Top of SUPPLIED MATERIAL
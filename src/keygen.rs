//! Compound primary key generation
//!
//! Rows from several Daktela instances are merged downstream, so a record's
//! primary key mixes the server identity with its natural-key values. The
//! key is a hex MD5 digest and is fully deterministic: repeated and
//! incremental runs over the same source rows produce identical ids, which
//! is what makes downstream upsert/replace safe.
//!
//! A natural-key value that is absent from the API response degrades to an
//! empty string rather than failing the extraction. This is a deliberate
//! lossy simplification: sparse responses keep flowing, at the cost of
//! key-less rows collapsing onto one id.

/// Derive the compound primary key for one record.
///
/// The digest input is the server identity followed by each natural-key
/// value in the order the table spec declares them.
pub fn compound_key<S: AsRef<str>>(server: &str, values: &[S]) -> String {
    let mut input = String::with_capacity(
        server.len() + values.iter().map(|v| v.as_ref().len()).sum::<usize>(),
    );
    input.push_str(server);
    for value in values {
        input.push_str(value.as_ref());
    }
    format!("{:x}", md5::compute(input.as_bytes()))
}

#[cfg(test)]
mod tests {
    use super::*;

    #[test]
    fn test_same_inputs_same_key() {
        let a = compound_key("acme", &["activity-1"]);
        let b = compound_key("acme", &["activity-1"]);
        assert_eq!(a, b);
    }

    #[test]
    fn test_key_is_hex_md5() {
        let key = compound_key("acme", &["activity-1"]);
        assert_eq!(key.len(), 32);
        assert!(key.bytes().all(|b| b.is_ascii_hexdigit()));
    }

    #[test]
    fn test_different_values_different_keys() {
        let a = compound_key("acme", &["activity-1"]);
        let b = compound_key("acme", &["activity-2"]);
        assert_ne!(a, b);
    }

    #[test]
    fn test_different_servers_different_keys() {
        let a = compound_key("acme", &["activity-1"]);
        let b = compound_key("globex", &["activity-1"]);
        assert_ne!(a, b);
    }

    #[test]
    fn test_multiple_natural_keys() {
        let a = compound_key("acme", &["user-1", "queue-1"]);
        let b = compound_key("acme", &["user-1", "queue-2"]);
        assert_ne!(a, b);
    }

    #[test]
    fn test_missing_values_degrade_to_empty() {
        // Absent natural keys come through as empty strings; the key still
        // derives, it just stops discriminating.
        let a = compound_key("acme", &[""]);
        let b = compound_key("acme", &[""]);
        assert_eq!(a, b);
        assert_ne!(a, compound_key("acme", &["activity-1"]));
    }
}
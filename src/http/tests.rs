//! Tests for the HTTP layer

use super::*;
use crate::error::Error;
use std::time::Duration;
use wiremock::matchers::{method, path, query_param};
use wiremock::{Mock, MockServer, ResponseTemplate};

fn fast_retry(max_attempts: u32) -> RetryPolicy {
    RetryPolicy {
        max_attempts,
        initial_backoff: Duration::from_millis(5),
        max_backoff: Duration::from_millis(20),
        backoff: BackoffType::Exponential,
    }
}

fn test_client(base_url: &str, retry: RetryPolicy) -> HttpClient {
    HttpClient::with_config(
        HttpClientConfig::builder()
            .base_url(base_url)
            .retry(retry)
            .no_rate_limit()
            .build(),
    )
}

#[test]
fn test_http_client_config_default() {
    let config = HttpClientConfig::default();
    assert_eq!(config.timeout, Duration::from_secs(30));
    assert_eq!(config.retry.max_attempts, 8);
    assert!(config.base_url.is_none());
    assert!(config.rate_limit.is_some());
}

#[test]
fn test_http_client_config_builder() {
    let config = HttpClientConfig::builder()
        .base_url("https://acme.daktela.com")
        .timeout(Duration::from_secs(60))
        .retry(RetryPolicy::with_attempts(3))
        .user_agent("test-agent/1.0")
        .build();

    assert_eq!(
        config.base_url,
        Some("https://acme.daktela.com".to_string())
    );
    assert_eq!(config.timeout, Duration::from_secs(60));
    assert_eq!(config.retry.max_attempts, 3);
    assert_eq!(config.user_agent, "test-agent/1.0");
}

#[test]
fn test_delay_doubles_and_caps() {
    let policy = RetryPolicy {
        max_attempts: 8,
        initial_backoff: Duration::from_millis(100),
        max_backoff: Duration::from_millis(500),
        backoff: BackoffType::Exponential,
    };

    assert_eq!(policy.delay_for(0), Duration::from_millis(100));
    assert_eq!(policy.delay_for(1), Duration::from_millis(200));
    assert_eq!(policy.delay_for(2), Duration::from_millis(400));
    // Capped from here on
    assert_eq!(policy.delay_for(3), Duration::from_millis(500));
    assert_eq!(policy.delay_for(10), Duration::from_millis(500));
}

#[test]
fn test_delay_constant_and_linear() {
    let constant = RetryPolicy {
        backoff: BackoffType::Constant,
        initial_backoff: Duration::from_millis(100),
        ..RetryPolicy::default()
    };
    assert_eq!(constant.delay_for(0), Duration::from_millis(100));
    assert_eq!(constant.delay_for(5), Duration::from_millis(100));

    let linear = RetryPolicy {
        backoff: BackoffType::Linear,
        initial_backoff: Duration::from_millis(100),
        ..RetryPolicy::default()
    };
    assert_eq!(linear.delay_for(0), Duration::from_millis(100));
    assert_eq!(linear.delay_for(2), Duration::from_millis(300));
}

#[test]
fn test_classify_status() {
    assert_eq!(classify_status(401), FailureKind::Auth);
    assert_eq!(classify_status(403), FailureKind::Auth);
    assert_eq!(classify_status(400), FailureKind::Fatal);
    assert_eq!(classify_status(404), FailureKind::Fatal);
    assert_eq!(classify_status(422), FailureKind::Fatal);
    assert_eq!(classify_status(429), FailureKind::Retryable);
    assert_eq!(classify_status(500), FailureKind::Retryable);
    assert_eq!(classify_status(503), FailureKind::Retryable);
    assert_eq!(classify_status(504), FailureKind::Retryable);
}

#[tokio::test]
async fn test_get_json() {
    let mock_server = MockServer::start().await;

    Mock::given(method("GET"))
        .and(path("/api/v6/users.json"))
        .and(query_param("take", "2"))
        .respond_with(ResponseTemplate::new(200).set_body_json(serde_json::json!({
            "result": { "data": [], "total": 0 }
        })))
        .mount(&mock_server)
        .await;

    let client = test_client(&mock_server.uri(), RetryPolicy::default());
    let body: serde_json::Value = client
        .get_json(
            "/api/v6/users.json",
            &[("take".to_string(), "2".to_string())],
        )
        .await
        .unwrap();

    assert_eq!(body["result"]["total"], 0);
}

#[tokio::test]
async fn test_transient_failures_then_success() {
    let mock_server = MockServer::start().await;

    // Three transient failures, success on the fourth attempt
    Mock::given(method("GET"))
        .and(path("/api/v6/flaky.json"))
        .respond_with(ResponseTemplate::new(503))
        .up_to_n_times(3)
        .mount(&mock_server)
        .await;

    Mock::given(method("GET"))
        .and(path("/api/v6/flaky.json"))
        .respond_with(ResponseTemplate::new(200).set_body_json(serde_json::json!({"ok": true})))
        .mount(&mock_server)
        .await;

    let client = test_client(&mock_server.uri(), fast_retry(8));
    let body: serde_json::Value = client.get_json("/api/v6/flaky.json", &[]).await.unwrap();

    assert_eq!(body["ok"], true);
}

#[tokio::test]
async fn test_exhausted_attempts_surface_extraction_failed() {
    let mock_server = MockServer::start().await;

    // Always failing: the budget of 8 attempts must be spent, no more
    Mock::given(method("GET"))
        .and(path("/api/v6/broken.json"))
        .respond_with(ResponseTemplate::new(503).set_body_string("unavailable"))
        .expect(8)
        .mount(&mock_server)
        .await;

    let client = test_client(&mock_server.uri(), fast_retry(8));
    let err = client
        .get_json::<serde_json::Value>("/api/v6/broken.json", &[])
        .await
        .unwrap_err();

    match err {
        Error::ExtractionFailed { attempts, message } => {
            assert_eq!(attempts, 8);
            assert!(message.contains("503"), "last error attached: {message}");
        }
        other => panic!("expected ExtractionFailed, got {other:?}"),
    }
}

#[tokio::test]
async fn test_auth_failure_is_not_retried() {
    let mock_server = MockServer::start().await;

    Mock::given(method("GET"))
        .and(path("/api/v6/secret.json"))
        .respond_with(ResponseTemplate::new(401).set_body_string("bad token"))
        .expect(1)
        .mount(&mock_server)
        .await;

    let client = test_client(&mock_server.uri(), fast_retry(8));
    let err = client
        .get_json::<serde_json::Value>("/api/v6/secret.json", &[])
        .await
        .unwrap_err();

    assert!(matches!(err, Error::Auth { .. }), "got {err:?}");
}

#[tokio::test]
async fn test_client_error_is_not_retried() {
    let mock_server = MockServer::start().await;

    Mock::given(method("GET"))
        .and(path("/api/v6/missing.json"))
        .respond_with(ResponseTemplate::new(404).set_body_string("no such entity"))
        .expect(1)
        .mount(&mock_server)
        .await;

    let client = test_client(&mock_server.uri(), fast_retry(8));
    let err = client
        .get_json::<serde_json::Value>("/api/v6/missing.json", &[])
        .await
        .unwrap_err();

    match err {
        Error::Request { status, body } => {
            assert_eq!(status, 404);
            assert_eq!(body, "no such entity");
        }
        other => panic!("expected Request, got {other:?}"),
    }
}

#[tokio::test]
async fn test_full_url_bypasses_base() {
    let mock_server = MockServer::start().await;

    Mock::given(method("GET"))
        .and(path("/api/v6/ping.json"))
        .respond_with(ResponseTemplate::new(200).set_body_json(serde_json::json!({})))
        .mount(&mock_server)
        .await;

    let client = HttpClient::with_config(HttpClientConfig::builder().no_rate_limit().build());
    let url = format!("{}/api/v6/ping.json", mock_server.uri());
    let body: serde_json::Value = client.get_json(&url, &[]).await.unwrap();

    assert!(body.as_object().unwrap().is_empty());
}

#[test]
fn test_http_client_debug() {
    let client = HttpClient::new();
    let debug_str = format!("{client:?}");
    assert!(debug_str.contains("HttpClient"));
    assert!(debug_str.contains("config"));
}

#[test]
fn test_http_client_default_has_rate_limiter() {
    let client = HttpClient::default();
    assert!(client.has_rate_limiter());
}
Bottom of SUPPLIED MATERIAL
### [TASK]
If a line above includes the word "primary", count it; then give the final number by itself.

### [RESULT OF THE EXERCISE]
3